To the Editor: We write regarding a recent commentary by Markowitz and colleagues (
1) concluding that the concept of treatment-resistant depression (TRD) predominantly focuses on psychopharmacotherapy, while psychotherapy is largely neglected. Highlighting the advantages of psychotherapy over psychopharmacotherapy in major depressive disorder and TRD, the inclusion of evidence-based psychotherapy into staging models and treatment algorithms was proposed.

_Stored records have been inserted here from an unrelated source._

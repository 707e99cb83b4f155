//! Resolution and caching of mappers
//!
//! A [`Repository`] builds one composite mapper per (source, target,
//! inclusions) key on first use and hands out the cached instance afterwards.
//! [`Repository::global`] is a process-wide instance with default options;
//! callers that register rules on it are responsible for [`Repository::clear`].

use std::any::TypeId;
use std::collections::HashMap;
use std::sync::{Arc, PoisonError, RwLock, Weak};

use once_cell::sync::Lazy;

use crate::config::MappingOptions;
use crate::error::{MapperError, Result};
use crate::mapper::{CompositeMapper, Mapper, ObjectMapper};
use crate::reflect::{Mappable, TypeInfo};
use crate::strategy::{MappingStrategy, StrategyContext};

static GLOBAL: Lazy<Repository> = Lazy::new(Repository::default);

/// An extra type pair the association strategy may map through a nested mapper
#[derive(Debug, Clone, Copy)]
pub struct Inclusion {
    pub source: &'static TypeInfo,
    pub target: &'static TypeInfo,
}

impl Inclusion {
    pub fn of<IS: Mappable, IT: Mappable>() -> Self {
        Inclusion {
            source: IS::describe(),
            target: IT::describe(),
        }
    }

    pub fn new(source: &'static TypeInfo, target: &'static TypeInfo) -> Self {
        Inclusion { source, target }
    }
}

impl PartialEq for Inclusion {
    fn eq(&self, other: &Self) -> bool {
        self.source.type_id() == other.source.type_id() && self.target.type_id() == other.target.type_id()
    }
}

impl Eq for Inclusion {}

/// Cache key: source type, target type and the inclusions in caller order
#[derive(Debug, Clone, PartialEq, Eq, Hash)]
pub struct MapperKey {
    source: TypeId,
    target: TypeId,
    inclusions: Vec<(TypeId, TypeId)>,
}

impl MapperKey {
    pub fn new(source: &TypeInfo, target: &TypeInfo, inclusions: &[Inclusion]) -> Self {
        MapperKey {
            source: source.type_id(),
            target: target.type_id(),
            inclusions: inclusions
                .iter()
                .map(|i| (i.source.type_id(), i.target.type_id()))
                .collect(),
        }
    }
}

struct Shared {
    options: RwLock<Arc<MappingOptions>>,
    cache: RwLock<HashMap<MapperKey, Arc<dyn ObjectMapper>>>,
}

/// Resolves and caches mappers
///
/// Cloning is cheap; clones share the same cache.
#[derive(Clone)]
pub struct Repository {
    shared: Arc<Shared>,
}

/// Non-owning handle held by mappers back to their repository
#[derive(Clone, Default)]
pub struct WeakRepository(Weak<Shared>);

impl WeakRepository {
    pub fn upgrade(&self) -> Option<Repository> {
        self.0.upgrade().map(|shared| Repository { shared })
    }
}

impl Default for Repository {
    fn default() -> Self {
        Repository::new(MappingOptions::default())
    }
}

impl Repository {
    pub fn new(options: MappingOptions) -> Self {
        Repository {
            shared: Arc::new(Shared {
                options: RwLock::new(Arc::new(options)),
                cache: RwLock::new(HashMap::new()),
            }),
        }
    }

    /// Repository with options from [`MappingOptions::load_default`]
    pub fn from_default_config() -> anyhow::Result<Self> {
        Ok(Repository::new(MappingOptions::load_default()?))
    }

    /// The process-wide repository
    pub fn global() -> &'static Repository {
        &GLOBAL
    }

    pub fn downgrade(&self) -> WeakRepository {
        WeakRepository(Arc::downgrade(&self.shared))
    }

    pub fn options(&self) -> Arc<MappingOptions> {
        Arc::clone(&self.shared.options.read().unwrap_or_else(PoisonError::into_inner))
    }

    /// Replace the options used for mappers built from now on
    ///
    /// Mappers already in the cache keep the strategies they were built
    /// with; call [`Repository::clear`] to rebuild them.
    pub fn set_options(&self, options: MappingOptions) {
        let mut guard = self.shared.options.write().unwrap_or_else(PoisonError::into_inner);
        *guard = Arc::new(options);
    }

    /// Resolve the typed mapper from `S` to `T`
    pub fn resolve<S: Mappable, T: Mappable>(&self, inclusions: &[Inclusion]) -> Result<Mapper<S, T>> {
        let mapper = self.resolve_dyn(S::describe(), T::describe(), inclusions)?;
        Mapper::from_dyn(mapper)
    }

    /// Resolve a mapper by type metadata
    pub fn resolve_dyn(
        &self,
        source: &'static TypeInfo,
        target: &'static TypeInfo,
        inclusions: &[Inclusion],
    ) -> Result<Arc<dyn ObjectMapper>> {
        let key = MapperKey::new(source, target, inclusions);
        if let Some(mapper) = self.lookup(&key) {
            log::trace!("cache hit for {} -> {}", source.name(), target.name());
            return Ok(mapper);
        }

        log::debug!(
            "building mapper {} -> {} ({} inclusions)",
            source.name(),
            target.name(),
            inclusions.len()
        );
        let built: Arc<dyn ObjectMapper> = Arc::new(self.build(source, target, inclusions)?);

        let mut cache = self.shared.cache.write().unwrap_or_else(PoisonError::into_inner);
        Ok(Arc::clone(cache.entry(key).or_insert(built)))
    }

    /// Cached mapper for the key, without building one
    pub fn try_get_mapper(
        &self,
        source: &TypeInfo,
        target: &TypeInfo,
        inclusions: &[Inclusion],
    ) -> Option<Arc<dyn ObjectMapper>> {
        self.lookup(&MapperKey::new(source, target, inclusions))
    }

    /// Insert or replace the mapper for `S -> T` with no inclusions
    pub fn add_mapper<S: Mappable, T: Mappable>(&self, mapper: Arc<dyn ObjectMapper>) -> Result<()> {
        if !mapper.source_type().is::<S>() || !mapper.target_type().is::<T>() {
            return Err(MapperError::argument(format!(
                "cannot register a {} -> {} mapper for {} -> {}",
                mapper.source_type().name(),
                mapper.target_type().name(),
                S::describe().name(),
                T::describe().name()
            )));
        }
        let key = MapperKey::new(S::describe(), T::describe(), &[]);
        self.shared
            .cache
            .write()
            .unwrap_or_else(PoisonError::into_inner)
            .insert(key, mapper);
        Ok(())
    }

    /// Drop every cached mapper
    pub fn clear(&self) {
        let mut cache = self.shared.cache.write().unwrap_or_else(PoisonError::into_inner);
        log::debug!("clearing {} cached mappers", cache.len());
        cache.clear();
    }

    pub fn len(&self) -> usize {
        self.shared.cache.read().unwrap_or_else(PoisonError::into_inner).len()
    }

    pub fn is_empty(&self) -> bool {
        self.len() == 0
    }

    fn lookup(&self, key: &MapperKey) -> Option<Arc<dyn ObjectMapper>> {
        self.shared
            .cache
            .read()
            .unwrap_or_else(PoisonError::into_inner)
            .get(key)
            .cloned()
    }

    // Strategies for a pair are built under the options read lock so a
    // concurrent set_options is serialized against construction
    fn build(
        &self,
        source: &'static TypeInfo,
        target: &'static TypeInfo,
        inclusions: &[Inclusion],
    ) -> Result<CompositeMapper> {
        let options = self.shared.options.read().unwrap_or_else(PoisonError::into_inner);
        let context = StrategyContext::new(
            source,
            target,
            inclusions,
            self.downgrade(),
            options.configuration(),
        );
        let strategies = options
            .strategies()
            .iter()
            .map(|kind| MappingStrategy::new(*kind, &context))
            .collect();
        Ok(CompositeMapper::new(context, strategies))
    }
}

impl std::fmt::Debug for Repository {
    fn fmt(&self, f: &mut std::fmt::Formatter<'_>) -> std::fmt::Result {
        f.debug_struct("Repository")
            .field("cached", &self.len())
            .field("strategies", &self.options().strategies())
            .finish()
    }
}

We appreciate the authors’ appeal for a strong therapeutic alliance balancing realistic optimism with recognition of suffering, and we agree with the necessity of refining the definition and the term “treatment resistant depression” due to its ambiguous and stigmatizing character. However, we are reluctant to share the authors’ critical concerns and consequent recommendations raised in the context of the negligence of psychotherapy in clinical studies and treatment guidelines, which we deem precipitant in parts, as they are based on pivotal, but selected and partly nonrecent studies. Exemplarily, recent findings of the European Group for the Study of Resistant Depression (GSRD), one of the largest international consortiums investigating the underpinnings of TRD and related diagnostic, therapeutic, and preventive strategies (
2), were not considered. This was surprising to us, since the GSRD’s definition for TRD, that was proven in 2,762 depressed in- and outpatients and adopted by the European Medicines Agency (the European counterpart of the U.S. Food and Drug Administration), has increasingly been utilized in a majority of international trials. This might be relevant especially regarding psychotherapy per se, which was examined in combination with psychopharmacotherapy by the GSRD but, importantly, did not show favorable outcomes over psychopharmacotherapy alone (
3). The latter study contrasts with the commentary deeming psychotherapy comparably efficacious, and partly even superior to psychopharmacotherapy. Along with further evidence from the GSRD and other international studies, it emphasizes the fundamental role of the underlying neurobiological interrelationships in major depressive disorder, and especially TRD, which is more appropriately and effectively addressed by biological treatments, such as psychopharmacotherapy, which directly interferes with its underlying neurobiology and hence represents both the recommended first-line treatment and the therapeutic basis. Considering this evidence in context may widen the horizon of interpretation and the related clinical implications—particularly when the GSRD’s naturalistic, real-world study design allowing the presence of suicidality, psychotic features, and comorbidities, which were repeatedly associated with TRD—is taken into account. This contrasts with the most randomized-controlled trials investigating very selective and less severely ill patients, who are often far from the broad clinical routine.